Art Kauai 2013, an eclectic exhibition featuring dozens of Kauai artists, opens today at the Kauai Society of Artists gallery at Kukui Grove Center in Lihue.

 “The call went out to all resident artists on the island of Kauai,” exhibit co-chair Robert Lober said. “All artists were invited to submit three pieces.”

The juried show put together by KSA, a nonprofit organization run by volunteers, will offer eight cash prizes and four honorable mentions.

 “It’s one of the premier shows on Kauai,” said Rose Ann Jones, co-chair of the exhibit.

Art Kauai 2013 is also a rare chance for local artists to have one of their pieces acquired by the Hawaii State Foundation on Culture and Arts.

This is the only show on Kauai that is attended by the foundation’s Art in Public Places Committee, which for more than 30 years has been acquiring art in Hawaii to be displayed in public buildings, Jones said.

“It’s a big deal. If you get one of your pieces purchased by the committee, it’s a feather in your cap — it’s an important recognition of your skill and creativity,” Jones said.

She said KSA received 135 pieces for the show. KSA invited Ray Freeman, president of the Center on Contemporary Art in Seattle, to jury the show.

Freeman arrived Saturday on Kauai and worked tirelessly to put the show together, using his experience as an art curator and as an architect. Earlier in the week, he said he was planning to include somewhere between 75 and 100 pieces into the show.

“One of the reasons why I’m including so many pieces is because I am trying to learn from what the artists are doing here, and take a look at their work and understand a story of Hawaii,” he said.

What people will see is Freeman’s interpretation of the Hawaiian story.

“These guys are all trying to tell you something, they’re all trying to tell a story,” he said of the local artists who submitted their work.

Freeman said he was taking each piece and using them collectively to make something larger.

“My goal is not to cut the thing in half and throw out the bad ones and keep good ones,” he said. “I’m trying to keep the ones that have something to say.”

Freeman worked as a curator for three or four shows on the Mainland in the last couple of years. He said it’s clear that he comes mostly from a contemporary arts view. To some extent, he said, he is bias against art that is more cliché, tourist-oriented or “made just because we’re here and it’s Hawaii,” which shows a little bit of “intellectual laziness.”

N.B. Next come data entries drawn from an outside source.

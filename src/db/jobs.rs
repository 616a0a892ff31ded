//! Database queries for jobs.

use chrono::Utc;
use sea_orm::{ActiveModelTrait, ColumnTrait, Condition, EntityTrait, QueryFilter, Set};
use uuid::Uuid;

use crate::entity::job::{self, ActiveModel, Entity as Job};
use crate::error::{AppError, AppResult};
use crate::models::{join_error_msgs, JobStatus, StageStatus};

use super::DbPool;

/// Which per-stage column a status write targets.
#[derive(Debug, Clone, Copy, PartialEq, Eq)]
pub enum Stage {
    Image,
    Stats,
    Website,
    Report,
}

impl DbPool {
    /// Insert a new job in RUNNING state with all stages PENDING.
    pub async fn insert_job(&self, timezone: &str) -> AppResult<job::Model> {
        let now = Utc::now();
        let model = ActiveModel {
            id: Set(Uuid::new_v4().to_string()),
            job_status: Set(JobStatus::Running.as_str().to_string()),
            image_export_status: Set(StageStatus::Pending.as_str().to_string()),
            stats_export_status: Set(StageStatus::Pending.as_str().to_string()),
            website_update_status: Set(StageStatus::Pending.as_str().to_string()),
            report_status: Set(StageStatus::Pending.as_str().to_string()),
            error: Set(None),
            timezone: Set(timezone.to_string()),
            created_at: Set(now),
            updated_at: Set(now),
        };

        let result = model
            .insert(self.connection())
            .await
            .map_err(|e| AppError::Database(format!("Failed to insert job: {}", e)))?;

        Ok(result)
    }

    /// Get a job by ID.
    pub async fn get_job(&self, id: &str) -> AppResult<Option<job::Model>> {
        let result = Job::find_by_id(id)
            .one(self.connection())
            .await
            .map_err(|e| AppError::Database(format!("Failed to get job: {}", e)))?;

        Ok(result)
    }

    /// Get a job by ID, erroring when absent.
    pub async fn require_job(&self, id: &str) -> AppResult<job::Model> {
        self.get_job(id)
            .await?
            .ok_or_else(|| AppError::NotFound(format!("Job {}", id)))
    }

    /// Jobs the orchestration tick still has work for: RUNNING, or finished
    /// with a pending report.
    pub async fn list_orchestratable_jobs(&self) -> AppResult<Vec<job::Model>> {
        let result = Job::find()
            .filter(
                Condition::any()
                    .add(job::Column::JobStatus.eq(JobStatus::Running.as_str()))
                    .add(job::Column::ReportStatus.eq(StageStatus::Pending.as_str())),
            )
            .all(self.connection())
            .await
            .map_err(|e| AppError::Database(format!("Failed to list jobs: {}", e)))?;

        Ok(result)
    }

    /// Update one stage-status column, optionally appending to the job's
    /// accumulated error list.
    pub async fn set_stage_status(
        &self,
        id: &str,
        stage: Stage,
        status: StageStatus,
        error_append: Option<&str>,
    ) -> AppResult<job::Model> {
        let job = self.require_job(id).await?;
        let error = match error_append {
            Some(msg) => join_error_msgs(job.error.as_deref(), Some(msg)),
            None => job.error.clone(),
        };

        let mut active: ActiveModel = job.into();
        let value = Set(status.as_str().to_string());
        match stage {
            Stage::Image => active.image_export_status = value,
            Stage::Stats => active.stats_export_status = value,
            Stage::Website => active.website_update_status = value,
            Stage::Report => active.report_status = value,
        }
        active.error = Set(error);
        active.updated_at = Set(Utc::now());

        let result = active
            .update(self.connection())
            .await
            .map_err(|e| AppError::Database(format!("Failed to update stage status: {}", e)))?;

        Ok(result)
    }

    /// Update the image and stats stage columns together (the image worker's
    /// terminal write).
    pub async fn set_image_and_stats_status(
        &self,
        id: &str,
        image: StageStatus,
        stats: StageStatus,
    ) -> AppResult<job::Model> {
        let job = self.require_job(id).await?;
        let mut active: ActiveModel = job.into();
        active.image_export_status = Set(image.as_str().to_string());
        active.stats_export_status = Set(stats.as_str().to_string());
        active.updated_at = Set(Utc::now());

        let result = active
            .update(self.connection())
            .await
            .map_err(|e| AppError::Database(format!("Failed to update stage statuses: {}", e)))?;

        Ok(result)
    }

    /// Update the overall job status, optionally appending an error.
    pub async fn set_job_status(
        &self,
        id: &str,
        status: JobStatus,
        error_append: Option<&str>,
    ) -> AppResult<job::Model> {
        let job = self.require_job(id).await?;
        let error = match error_append {
            Some(msg) => join_error_msgs(job.error.as_deref(), Some(msg)),
            None => job.error.clone(),
        };

        let mut active: ActiveModel = job.into();
        active.job_status = Set(status.as_str().to_string());
        active.error = Set(error);
        active.updated_at = Set(Utc::now());

        let result = active
            .update(self.connection())
            .await
            .map_err(|e| AppError::Database(format!("Failed to update job status: {}", e)))?;

        Ok(result)
    }

    /// Mark the job and all pipeline stages FAILED. Used when the remote
    /// compute service cannot be reached during job initiation.
    pub async fn fail_job_and_stages(&self, id: &str, error_append: &str) -> AppResult<job::Model> {
        let job = self.require_job(id).await?;
        let error = join_error_msgs(job.error.as_deref(), Some(error_append));

        let mut active: ActiveModel = job.into();
        active.job_status = Set(JobStatus::Failed.as_str().to_string());
        active.image_export_status = Set(StageStatus::Failed.as_str().to_string());
        active.stats_export_status = Set(StageStatus::Failed.as_str().to_string());
        active.website_update_status = Set(StageStatus::Failed.as_str().to_string());
        active.error = Set(error);
        active.updated_at = Set(Utc::now());

        let result = active
            .update(self.connection())
            .await
            .map_err(|e| AppError::Database(format!("Failed to fail job: {}", e)))?;

        Ok(result)
    }
}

“But if you’re good at it, OK, I’ll buy that,” he said, throwing his admitted bias out the window.

A peek into the submitted art revealed that this will likely be one of KSA’s most successful exhibits, with a range of styles coming from well-known and unknown local artists.

This year marks the 30th anniversary of KSA receiving a federal nonprofit designation, but the society has been around longer than that, Jones said.

The opening is from 5 to 8 p.m. today, with pupus and refreshments available. Helen Turner and Jeff Iglesia will be entertaining the crowd with jazz throughout the night.

Freeman will share his thoughts and experience with the public, and the awards ceremony will be at 6 p.m.

The exhibit will continue daily from 11 to 5 p.m. until Nov. 3.